University of Padua co-author of an important discovery on the relationship between clayey materials and earthquake


The clayey materials of the faults present in the subduction areas, that is, where a tectonic plate slides under another plate, retain a "water buffer" inside them. This means that they favor earthquakes potentially capable of causing tsunamis. This is the result of the study "Fluid pressurization and earthquake propagation in the Hikurangi subduction zone" conducted thanks to the collaboration between the Italian Istituto Nazionale di Geofisica e Vulcanologia, the Universities of Pisa and Padua, and the University College London, on some samples from the Hikurangi area in New Zealand. The work was published in Nature Communications.

To study the behavior of these clays coming from the fault, the researchers conducted experiments on the samples collected during the international drilling mission "Integrated Ocean Drilling Program 375" carried out in 2018 off the North Island of New Zealand, attended by Professor Francesca Meneghini of the University of Pisa, second author of the published work. In detail the samples of the rocks present inside the fault have been pulverized.

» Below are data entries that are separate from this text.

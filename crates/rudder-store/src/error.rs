//! Error types for the entity store boundary.

use rudder_types::EntityKind;
use thiserror::Error;

/// Store error type.
#[derive(Debug, Error)]
pub enum StoreError {
    /// Unique-name violation within organization + kind.
    #[error("{kind} {name:?} already exists in organization {organization}")]
    AlreadyExists {
        kind: EntityKind,
        name: String,
        organization: String,
    },

    /// The addressed entity does not exist.
    #[error("{kind} {name:?} not found in organization {organization}")]
    NotFound {
        kind: EntityKind,
        name: String,
        organization: String,
    },

    /// Optimistic-concurrency check failed: a concurrent writer advanced the
    /// revision first. Recoverable; the next resync pass retries.
    #[error("stale revision for {name:?}: supplied {supplied}, stored {stored}")]
    RevisionConflict {
        name: String,
        supplied: u64,
        stored: u64,
    },

    #[error("{0}")]
    InvalidName(#[from] rudder_types::FieldViolation),

    /// Storage engine failure.
    #[error("storage backend: {0}")]
    Backend(String),
}

impl StoreError {
    /// Whether the error is the unique-name violation, for callers mapping it
    /// to a conflict response.
    pub fn is_already_exists(&self) -> bool {
        matches!(self, StoreError::AlreadyExists { .. })
    }

    pub fn is_not_found(&self) -> bool {
        matches!(self, StoreError::NotFound { .. })
    }
}

/// Result type for store operations.
pub type Result<T> = std::result::Result<T, StoreError>;
//! rudderd - background reconciliation daemon.
//!
//! Wires the entity store, the event transport, the driver backend and the
//! subscription manager into the reconciliation controller, rehydrates live
//! subscriptions from the store, and runs until interrupted.

use anyhow::{bail, Context};
use clap::Parser;
use rudder_controller::{Controller, Options};
use rudder_drivers::{
    ClusterBackend, ClusterConfig, ContainerBackend, DriverBackend, DriverEntityHandler,
    DriverTypeEntityHandler, InMemoryClusterClient, InMemoryContainerEngine, SecretReader,
    StaticSecretReader,
};
use rudder_store::{EntityStore, Filter, InMemoryEntityStore};
use rudder_subscriptions::{
    DefaultManager, Manager, NoopFunctionRunner, SubscriptionEntityHandler,
};
use rudder_transport::{EventTransport, InMemoryTransport, TransportKind};
use rudder_types::{EntityKind, Status, Subscription};
use std::sync::Arc;
use std::time::Duration;
use tracing::info;
use tracing_subscriber::{layer::SubscriberExt, util::SubscriberInitExt};

mod config;

use crate::config::{DaemonConfig, DriverBackendKind};

/// rudder daemon CLI.
#[derive(Parser)]
#[command(name = "rudderd")]
#[command(about = "rudder - event control plane reconciliation daemon", long_about = None)]
#[command(version)]
struct Cli {
    /// Configuration file path
    #[arg(short, long, env = "RUDDER_CONFIG")]
    config: Option<String>,

    /// Organization to reconcile
    #[arg(short, long, env = "RUDDER_ORGANIZATION")]
    organization: Option<String>,

    /// Transport kind (kafka|rabbitmq|memory)
    #[arg(short, long, env = "RUDDER_TRANSPORT")]
    transport: Option<String>,

    /// Log level
    #[arg(long, env = "RUDDER_LOG_LEVEL", default_value = "info")]
    log_level: String,

    /// Enable JSON logging
    #[arg(long, env = "RUDDER_LOG_JSON")]
    json: bool,
}

#[tokio::main]
async fn main() -> anyhow::Result<()> {
    let cli = Cli::parse();

    let env_filter = tracing_subscriber::EnvFilter::try_from_default_env()
        .unwrap_or_else(|_| cli.log_level.clone().into());

    if cli.json {
        tracing_subscriber::registry()
            .with(env_filter)
            .with(tracing_subscriber::fmt::layer().json())
            .init();
    } else {
        tracing_subscriber::registry()
            .with(env_filter)
            .with(tracing_subscriber::fmt::layer())
            .init();
    }

    let mut config = DaemonConfig::load(cli.config.as_deref()).context("loading configuration")?;
    if let Some(organization) = cli.organization {
        config.organization_id = organization;
    }
    if let Some(transport) = cli.transport {
        config.transport.kind = transport
            .parse()
            .map_err(|err: String| anyhow::anyhow!(err))?;
    }

    info!(
        version = env!("CARGO_PKG_VERSION"),
        organization = %config.organization_id,
        transport = %config.transport.kind,
        "rudderd starting"
    );

    let store: Arc<dyn EntityStore> = Arc::new(InMemoryEntityStore::new());

    let transport: Arc<dyn EventTransport> = match config.transport.kind {
        TransportKind::Memory => Arc::new(InMemoryTransport::new()),
        other => {
            // The broker wire clients are external to this build.
            bail!("transport {other} requires an external broker client build");
        }
    };

    let secrets: Arc<dyn SecretReader> = Arc::new(StaticSecretReader::new(Default::default()));

    let backend: Arc<dyn DriverBackend> = match config.drivers.backend {
        DriverBackendKind::Container => Arc::new(ContainerBackend::new(
            Arc::new(InMemoryContainerEngine::new()),
            secrets.clone(),
        )),
        DriverBackendKind::Cluster => Arc::new(ClusterBackend::new(
            Arc::new(InMemoryClusterClient::new()),
            secrets.clone(),
            ClusterConfig {
                namespace: config.drivers.namespace.clone(),
                driver_image: config.drivers.driver_image.clone(),
                sidecar_image: config.drivers.sidecar_image.clone(),
                transport_kind: config.transport.kind.to_string(),
                rabbitmq_url: config.transport.rabbitmq_url.clone(),
                kafka_brokers: config.transport.kafka_brokers.clone(),
                tracer_url: config.drivers.tracer_url.clone(),
                ingress_host: config.drivers.ingress_host.clone(),
            },
        )),
    };

    let manager = Arc::new(DefaultManager::new(
        transport.clone(),
        Arc::new(NoopFunctionRunner),
    ));

    let mut controller = Controller::new(Options {
        organization_id: config.organization_id.clone(),
        resync_period: Duration::from_secs(config.controller.resync_period_secs),
        workers: config.controller.workers,
    });
    controller.add_entity_handler(Arc::new(DriverEntityHandler::new(
        store.clone(),
        backend.clone(),
    )));
    controller.add_entity_handler(Arc::new(DriverTypeEntityHandler::new(store.clone())));
    controller.add_entity_handler(Arc::new(SubscriptionEntityHandler::new(
        store.clone(),
        manager.clone(),
    )));
    let controller = Arc::new(controller);

    // Cold-start recovery: the active-subscription table is process-local, so
    // it is rebuilt from the persisted entities before anything else runs.
    let persisted = store
        .list(
            &config.organization_id,
            EntityKind::Subscription,
            &Filter::everything(),
        )
        .await
        .context("listing persisted subscriptions")?;
    let live: Vec<Subscription> = persisted
        .into_iter()
        .filter(|e| !e.base().delete && e.status() != Status::Deleting)
        .filter_map(|e| Subscription::try_from(e).ok())
        .collect();
    manager
        .run(&live)
        .await
        .context("rehydrating subscriptions")?;

    controller.clone().start().await;
    info!("rudderd started");

    tokio::signal::ctrl_c()
        .await
        .context("waiting for shutdown signal")?;
    info!("shutdown signal received");

    controller.shutdown();
    manager.shutdown().await;
    transport.close().await;

    Ok(())
}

The powders have been tested in the High Pressure and High Temperature (HP-HT) Laboratory of the INGV through a sophisticated apparatus, SHIVA (Slow to High Velocity Apparatus), funded by the European Research Council on a project by Giulio Di Toro, University of  Padua and co-author of this study, and reproduces the "engine" of earthquakes (the fault) allowing to observe what happens to the interior of the earth's crust, with the deformations that the rock undergoes under high pressures. Inside SHIVA, the powders have been analyzed using a new method to retain the water inside them while they are deformed at the typical speeds of earthquakes". Through the control tests conducted on a material whose characteristics are known, a Carrara marble powder, the researchers came to the conclusion that these clays favor the seismic slip of the fault precisely because of their ability to retain water, a characteristic that makes them 'weak'. “When I decided to participate in the oceanographic expedition, says Francesca Meneghini, "I immediately contacted my colleagues from INGV and the University of Padua, with whom I have been collaborating for years. I was sure it was a unique opportunity to test the new experimental technique developed at the Institute and make a further contribution to our knowledge of seismic phenomena”.